E-KTRs Have Higher CD4 T Cell and Similar CD8 T Cell Responses to mRNA Vaccination Compared to N-KTRs
To assess the impact of previous SARS-CoV-2 infection on cellular immunity of KTRs, we explored T cell responses to the spike protein by flow cytometry. Prevaccination, E-KTRS had higher frequencies of CD4 T cell expressing CD154, IFNγ, and IL2 in response to both S1 and S2 than E-HCs (Figure 5a). Postvaccination, E-KTRs had significantly higher frequencies of CD4 T cells expressing CD154, IFNγ, and IL2 in response to both S1 and S2 than N-KTRs (Figure 5b). Frequencies of S1- and S2-specific CD4 T cells expressing CD154 were higher in E-KTRs than in E-HCs. In contrast, CD8 T cell responses to S1 and S2 were similar in SARS-CoV-2-experienced groups at baseline and postvaccination across study groups, except for S1-specific CD8 T cells expressing IFNγ that were significantly higher in E-HCs than in N-HCs.
Figure 5.
CD4 and CD8 T cell responses to SARS-CoV-2 mRNA vaccination in naïve and experienced KTRs. Percentage of SARS-CoV-1 spike S1 subunit and spike S2 subunit specific CD4 T cells expressing CD154, IFNγ and IL2, and of CD8 T cells expressing IFNγ and IL-2 were measured in peripheral blood before vaccination (D0, panel a) and 1 month after vaccination (D49, panel b) in naïve KTRs (N-KTRs, light pink), experienced KTRs (E-KTRs, dark pink), naïve HCs (N-HCs, light blue) and experienced HCs (E-HC, dark blue). Bars indicate median values. Groups were compared using the analysis of variance Kruskal-Wallis test with Dunn’s correction. HC, healthy control; KTR, kidney transplant recipient; ns, not significant.
For within HC or KTR comparisons, ns; aP < 0.05; bP < 0.01; cP < 0.001.
For comparisons between HC and KTR, ns; dP < 0.05; eP < 0.01; fP < 0.001.

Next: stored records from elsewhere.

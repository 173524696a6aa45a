//! # Error Types
//!
//! Domain-specific error types for pricebook-core.
//!
//! ## Error Hierarchy
//! ```text
//! ┌─────────────────────────────────────────────────────────────────────────┐
//! │                         Error Types                                     │
//! │                                                                         │
//! │  pricebook-core errors (this file)                                      │
//! │  ├── CoreError        - Business rule violations (regime lock, ...)     │
//! │  └── ValidationError  - Submit-time input failures                      │
//! │                                                                         │
//! │  pricebook-desk errors (app)                                            │
//! │  └── ApiError         - What the form host sees (serialized)            │
//! │                                                                         │
//! │  Flow: ValidationError → CoreError → ApiError → Form                    │
//! └─────────────────────────────────────────────────────────────────────────┘
//! ```
//!
//! ## What Does NOT Error
//! The conversion paths (`normal_vat`, `margin_vat`, `engine`) never fail.
//! Bad keystrokes are stored as typed and the derived fields stay put, so
//! the user can keep typing. Errors only surface when the form is submitted
//! or when a business rule blocks an action outright.

use thiserror::Error;

use crate::types::{PriceField, VatRegime};

// =============================================================================
// Core Error
// =============================================================================

/// Core business logic errors.
#[derive(Debug, Error)]
pub enum CoreError {
    /// The VAT regime can no longer be changed.
    ///
    /// ## When This Occurs
    /// - The parent product already has serial-numbered items
    /// - The serial-numbered item itself has been created
    ///
    /// ## User Workflow
    /// ```text
    /// Parent product (TVA normale, 2 serial items)
    ///      │
    ///      ▼
    /// User clicks "TVA sur marge"
    ///      │
    ///      ▼
    /// RegimeLocked { current: Normal, requested: Margin }
    ///      │
    ///      ▼
    /// UI keeps the selector on "TVA normale"
    /// ```
    #[error("VAT regime is locked to {current}, cannot switch to {requested}")]
    RegimeLocked {
        current: VatRegime,
        requested: VatRegime,
    },

    /// An edit targeted a field that the active regime does not show.
    #[error("Field {field} does not exist under {regime} VAT")]
    FieldNotInRegime { field: PriceField, regime: VatRegime },

    /// Validation error (wraps ValidationError).
    #[error("Validation error: {0}")]
    Validation(#[from] ValidationError),
}

// =============================================================================
// Validation Error
// =============================================================================

/// Input validation errors raised when a form is submitted.
#[derive(Debug, Error)]
pub enum ValidationError {
    /// A required field is missing or empty.
    #[error("{field} is required")]
    Required { field: String },

    /// Value must be strictly positive.
    #[error("{field} must be positive")]
    MustBePositive { field: String },

    /// Value could not be read as a decimal number.
    #[error("{field} is not a number: '{value}'")]
    NotANumber { field: String, value: String },

    /// Value must be zero or more.
    #[error("{field} must not be negative")]
    Negative { field: String },

    /// Value is not in allowed set.
    #[error("{field} must be one of: {allowed:?}")]
    NotAllowed { field: String, allowed: Vec<String> },
}

// =============================================================================
// Result Type Alias
// =============================================================================

/// Convenience type alias for Results with CoreError.
pub type CoreResult<T> = Result<T, CoreError>;

// =============================================================================
// Unit Tests
// =============================================================================

#[cfg(test)]
mod tests {
    use super::*;

    #[test]
    fn test_error_messages() {
        let err = CoreError::RegimeLocked {
            current: VatRegime::Normal,
            requested: VatRegime::Margin,
        };
        assert_eq!(
            err.to_string(),
            "VAT regime is locked to normal, cannot switch to margin"
        );

        let err = CoreError::FieldNotInRegime {
            field: PriceField::Ttc,
            regime: VatRegime::Margin,
        };
        assert_eq!(err.to_string(), "Field ttc does not exist under margin VAT");
    }

    #[test]
    fn test_validation_error_messages() {
        let err = ValidationError::Required {
            field: "purchase price".to_string(),
        };
        assert_eq!(err.to_string(), "purchase price is required");

        let err = ValidationError::NotANumber {
            field: "retail price".to_string(),
            value: "abc".to_string(),
        };
        assert_eq!(err.to_string(), "retail price is not a number: 'abc'");
    }

    #[test]
    fn test_validation_converts_to_core_error() {
        let validation_err = ValidationError::MustBePositive {
            field: "purchase price".to_string(),
        };
        let core_err: CoreError = validation_err.into();
        assert!(matches!(core_err, CoreError::Validation(_)));
    }
}
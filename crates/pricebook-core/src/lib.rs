//! # pricebook-core: Price & Margin Engine
//!
//! This crate holds every price, margin and VAT computation behind the
//! product forms, as pure functions with zero I/O dependencies.
//!
//! ## Architecture Position
//! ```text
//! ┌─────────────────────────────────────────────────────────────────────────┐
//! │                        Pricebook Architecture                           │
//! │                                                                         │
//! │  ┌─────────────────────────────────────────────────────────────────┐    │
//! │  │                    Product Forms                                │    │
//! │  │    purchase price ──► retail tier ──► pro tier ──► submit       │    │
//! │  └─────────────────────────────┬───────────────────────────────────┘    │
//! │                                │ JSON lines                             │
//! │  ┌─────────────────────────────▼───────────────────────────────────┐    │
//! │  │                    pricebook-desk commands                      │    │
//! │  │    edit_price, switch_regime, submit_form, etc.                 │    │
//! │  └─────────────────────────────┬───────────────────────────────────┘    │
//! │                                │                                        │
//! │  ┌─────────────────────────────▼───────────────────────────────────┐    │
//! │  │               ★ pricebook-core (THIS CRATE) ★                   │    │
//! │  │                                                                 │    │
//! │  │   ┌───────────┐  ┌───────────┐  ┌───────────┐  ┌───────────┐    │    │
//! │  │   │  amount   │  │normal_vat │  │  engine   │  │ validation│    │    │
//! │  │   │  parse    │  │margin_vat │  │PriceEngine│  │  submit   │    │    │
//! │  │   │  format   │  │  margin   │  │PricingForm│  │  lock     │    │    │
//! │  │   └───────────┘  └───────────┘  └───────────┘  └───────────┘    │    │
//! │  │                                                                 │    │
//! │  │   NO I/O • NO LOGGING • NO STATE • PURE FUNCTIONS               │    │
//! │  └─────────────────────────────────────────────────────────────────┘    │
//! └─────────────────────────────────────────────────────────────────────────┘
//! ```
//!
//! ## Modules
//!
//! - [`types`] - Regimes, tiers, fields and the tagged tier prices
//! - [`amount`] - Lenient parsing, rounding, formatting, `PurchasePrice`
//! - [`normal_vat`] - HT / margin / TTC conversions
//! - [`margin_vat`] - Sell price / margin / net margin conversions
//! - [`margin`] - Low / medium / high margin classes
//! - [`engine`] - `PriceEngine` and `PricingForm`
//! - [`summary`] - Margin and labels for stored prices
//! - [`validation`] - Submit checks and the regime lock
//! - [`error`] - Domain error types
//!
//! ## Design Principles
//!
//! 1. **Pure Functions**: same input, same output
//! 2. **Never Fail While Typing**: unreadable input only skips recomputation
//! 3. **Full Precision Inside**: values are rounded only when rendered
//! 4. **Explicit Errors**: submit and regime errors are typed
//!
//! ## Example Usage
//!
//! ```rust
//! use pricebook_core::{PriceEngine, PriceField, TierPrice, VatRegime};
//!
//! // Retail tier under normal VAT, bought at 900
//! let tier = TierPrice::empty(VatRegime::Normal);
//! let tier = PriceEngine::edit(&tier, "900", PriceField::Price, "1200");
//! assert_eq!(tier.margin_percent(), "33.33");
//! assert_eq!(tier.companion(), "1440.00");
//!
//! // Same price sold under the margin scheme
//! let tier = PriceEngine::switch_regime(&tier, VatRegime::Margin, "900");
//! assert_eq!(tier.margin_percent(), "27.78");
//! assert_eq!(tier.companion(), "250.00");
//! ```

// =============================================================================
// Module Declarations
// =============================================================================

pub mod amount;
pub mod engine;
pub mod error;
pub mod margin;
pub mod margin_vat;
pub mod normal_vat;
pub mod summary;
pub mod types;
pub mod validation;

// =============================================================================
// Re-exports for Convenience
// =============================================================================

pub use amount::{DecimalStyle, PurchasePrice};
pub use engine::{PriceEngine, PricingForm};
pub use error::{CoreError, CoreResult, ValidationError};
pub use margin::MarginClass;
pub use summary::MarginSummary;
pub use types::*;

// =============================================================================
// Crate-Level Constants
// =============================================================================

/// French standard VAT rate.
///
/// Both regimes use it: on the full price under normal VAT, on the gross
/// margin under the margin scheme.
pub const VAT_RATE: f64 = 0.20;

/// Margins below this percentage are flagged red.
pub const LOW_MARGIN_PERCENT: f64 = 10.0;

/// Margins at or above this percentage are flagged green.
pub const HEALTHY_MARGIN_PERCENT: f64 = 16.0;

#[cfg(test)]
mod tests {
    use super::*;

    #[test]
    fn test_vat_factor_matches_literal() {
        assert_eq!(1.0 + VAT_RATE, 1.2);
    }
}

Integrated Analysis of Immune Response to mRNA Vaccination in Naïve and SARS-CoV-2 Experienced KTRs and HCs
To visualize and characterize differences in immune response features across individuals and groups, dimensionality reduction was performed using PCA.54 PCA resulted in 2 components with eigenvalues >1 that described relationships between immunological parameters following mRNA vaccination. The 2 major components, PC1 and PC2, accounted for 50.8% of the total variance (Figure 6a). N-KTRs, N-HCs, and E-HCs formed distinct clusters whereas responses among E-KTRs were more diffuse, encompassing N-HCs and E-HCs. Within KTRs and HCs, PC1 and PC2 were distinct between SARS-CoV-2-naïve and experienced subjects (Figure 6b). As shown in Figure 6c, humoral immune response features dominated the main principal component, PC1, where T cell response features as well as IgG3 responses, contributed most to PC2. Together, these analyses indicate that N-KTRs and E-KTRs have unique vaccine response profiles across many different immune effectors. The potential contribution of clinical factors to these different profiles was assessed by multivariate analyses. As shown in Table 1, N-KTRs were older, included fewer patients taking everolimus and had poorer kidney function than E-KTRs. Multivariate linear regression showed that previous SARS-CoV-2 infection was the only significant variable determining the differences of immune response features between N-KTRs and E-KTRs (Supplementary Table S2).
Figure 6.
Principal component analysis of immune responses to SARS-CoV-2 mRNA vaccination in naïve and experienced KTRs. (a) Scatter plot of PCA including all immune response parameters except IgG2, IgG4 and IgA measured 1 month after vaccination (D49) in naïve KTRs (N-KTRs, light pink), experienced KTRs (E-KTRs, dark pink), naïve HCs (N-HCs, light blue) and experienced HCs (E-HC, dark blue). (b) Comparison of PC1 and PC2 values between groups by analysis of variance Kruskal-Wallis test with Dunn’s correction with P < 0.1. (c) Relative weighting of individual immune response parameters in PC1 and PC2. HC, healthy control; KTR, kidney transplant recipient, PC, principal component; PCA, principal component analysis.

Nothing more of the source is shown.